Rising Tide Foundation is mobilising up to $1 million to support local organisations on the ground in Venezuela — grounded in evidence, not emergency instinct.
The earthquake in Venezuela has compounded an already fragile civic environment. Many of the organisations best placed to respond are small, trusted, and deeply embedded in their communities — but they are also the ones least visible to international donors.
This fund is designed to reach them directly, with flexible support that matches their actual capacity to deploy it — not the capacity we might imagine from the outside.

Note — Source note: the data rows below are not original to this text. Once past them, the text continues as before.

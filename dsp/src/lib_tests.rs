use super::poly_real::{magnitude_response, multiply, multiply_fractions};
use super::{Automation, BandPass, BasicFilter, FormantCascade, white_noise};
use rand::{SeedableRng, rngs::SmallRng};

#[test]
fn multiply_works() {
    assert_eq!(multiply(&[1.0, 2.0], &[1.0, 3.0], None), Ok(vec![1.0, 5.0, 6.0]));
    assert_eq!(multiply(&[0.0], &[1.0, 3.0], None), Ok(vec![0.0]));
    assert_eq!(multiply(&[1.0, 1.0], &[1.0, -1.0], None), Ok(vec![1.0, 0.0, -1.0]));
    assert_eq!(multiply(&[2.0, 0.5], &[4.0, 0.0], None), Ok(vec![8.0, 2.0]));
    assert!(multiply(&[], &[1.0], None).is_err());
}

#[test]
fn multiply_fractions_works() {
    let f1 = vec![vec![1.0], vec![1.0, 0.5]];
    let f2 = vec![vec![2.0], vec![1.0, -0.5]];
    assert_eq!(
        multiply_fractions(&f1, &f2, None),
        Ok(vec![vec![2.0], vec![1.0, 0.0, -0.25]])
    );
    assert!(multiply_fractions(&f1, &[vec![1.0]], None).is_err());
}

#[test]
fn magnitude_response_works() {
    let passthrough = vec![vec![1.0], vec![1.0]];
    assert_eq!(magnitude_response(&passthrough, 0.3), Ok(1.0));
    // H(z) = 1 / (1 - 0.5 z^-1) at DC
    assert_eq!(magnitude_response(&[vec![1.0], vec![1.0, -0.5]], 0.0), Ok(2.0));
    // pole at z = 1
    assert!(magnitude_response(&[vec![1.0], vec![1.0, -1.0]], 0.0).is_err());
}

#[test]
fn band_pass_coefficients() {
    let mut bp = BandPass::new(44_100);
    assert_eq!(bp.transfer_function_coefficients(), vec![vec![1.0], vec![1.0]]);
    bp.set(1_000.0, 4.0).unwrap();
    let tf = bp.transfer_function_coefficients();
    assert_eq!(tf[0][1], 0.0);
    assert_eq!(tf[0][0], -tf[0][2]);
    assert_eq!(tf[1][0], 1.0);
}

#[test]
fn band_pass_blocks_dc() {
    let mut bp = BandPass::new(16_000);
    bp.set(800.0, 6.0).unwrap();
    let mut last = 0.0;
    for _ in 0..16_000 {
        last = bp.step(1.0);
    }
    assert!(last.abs() < 1e-9, "{last}");
    let mut fresh = BandPass::new(16_000);
    fresh.set(800.0, 6.0).unwrap();
    let first = fresh.step(1.0);
    assert!(first > 0.0 && first < 1.0);
}

#[test]
fn cascade_runs_stages_in_series() {
    let mut cascade = FormantCascade::new(16_000);
    cascade.set([500.0, 1_500.0, 2_500.0], [8.0, 6.0, 4.0]).unwrap();
    let mut stages = cascade.filters().clone();
    for n in 0..64 {
        let x = if n == 0 { 1.0 } else { 0.0 };
        let expected = stages.iter_mut().fold(x, |acc, f| f.step(acc));
        assert_eq!(cascade.step(x), expected);
    }
    assert_eq!(FormantCascade::new(16_000).step(0.75), 0.75);
}

#[test]
fn automation_envelope_shape() {
    let mut env = Automation::new(0.0);
    env.set_value_at(0.0, 0.0)
        .and_then(|a| a.set_value_at(0.3, 0.01))
        .and_then(|a| a.exponential_ramp_to(0.24, 0.04))
        .and_then(|a| a.set_value_at(0.24, 0.1))
        .and_then(|a| a.exponential_ramp_to(0.001, 0.2))
        .unwrap();
    assert_eq!(env.value_at(0.0), 0.0);
    assert_eq!(env.value_at(0.005), 0.0);
    assert_eq!(env.value_at(0.01), 0.3);
    assert_eq!(env.value_at(0.07), 0.24);
    assert_eq!(env.value_at(0.2), 0.001);
    assert_eq!(env.peak(), 0.3);
    assert_eq!(env.end_time(), 0.2);
    let mid = env.value_at(0.15);
    assert!(mid < 0.24 && mid > 0.001);
}

#[test]
fn white_noise_is_seeded_and_bounded() {
    let mut a = SmallRng::seed_from_u64(7);
    let mut b = SmallRng::seed_from_u64(7);
    for _ in 0..1_000 {
        let x = white_noise(&mut a);
        assert_eq!(x, white_noise(&mut b));
        assert!((-1.0..=1.0).contains(&x));
    }
}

The framework draws on two decades of post-disaster research showing that grassroots civil society organisations consistently outperform large-scale relief operations in speed, relevance, and community trust — when they are empowered rather than bypassed.
"The organisations that proved most nimble were those operating with modest ambition matched to their actual capacity — local knowledge, earnest relationships, and the freedom to respond to what was directly in front of them."Lenore Ealy — Coordinates of Resilience, 2009 (Post-Katrina research)
The case for a civil society-first approach isn't ideology — it's fieldwork.
A 2006 US government study of Katrina relief expected to find that voluntary organisations supplemented official efforts and paled in comparison. All three assumptions proved false. Small organisations regularly outperformed FEMA and the Red Cross in speed, relevance, and human-level care.
When large outside actors — government or NGOs — dominate disaster response, they crowd out local civil society by absorbing volunteers, resources, and attention. Communities recover more slowly and with weaker long-term resilience when this vacuum forms.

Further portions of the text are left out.